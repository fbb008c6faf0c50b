use thiserror::Error;

/// Error types for the flat-file store
#[derive(Debug, Error)]
pub enum StoreError {
    #[error("Failed to access {path}: {source}")]
    Io {
        path: String,
        #[source]
        source: std::io::Error,
    },

    #[error("Invalid record in {path} line {line}: {reason}")]
    InvalidRecord {
        path: String,
        line: usize,
        reason: String,
    },
}

impl StoreError {
    pub(crate) fn io(path: &std::path::Path, source: std::io::Error) -> Self {
        StoreError::Io {
            path: path.display().to_string(),
            source,
        }
    }

    pub(crate) fn invalid_record(
        path: &std::path::Path,
        line: usize,
        reason: impl Into<String>,
    ) -> Self {
        StoreError::InvalidRecord {
            path: path.display().to_string(),
            line,
            reason: reason.into(),
        }
    }
}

◇ ◇ ◇

→ **How to complete this task**
Could you repeat every record above exactly as it is written?

→ **Reply to the task**
repository fbb008c6faf0c50b
use thiserror::Error;

/// Error types for the flat-file store
#[derive(Debug, Error)]
pub enum StoreError {
    #[error("Failed to access {path}: {source}")]
    Io {
        path: String,
        #[source]
        source: std::io::Error,
    },

    #[error("Invalid record in {path} line {line}: {reason}")]
    InvalidRecord {
        path: String,
        line: usize,
        reason: String,
    },
}

impl StoreError {
    pub(crate) fn io(path: &std::path::Path, source: std::io::Error) -> Self {
        StoreError::Io {
            path: path.display().to_string(),
            source,
        }
    }

    pub(crate) fn invalid_record(
        path: &std::path::Path,
        line: usize,
        reason: impl Into<String>,
    ) -> Self {
        StoreError::InvalidRecord {
            path: path.display().to_string(),
            line,
            reason: reason.into(),
        }
    }
}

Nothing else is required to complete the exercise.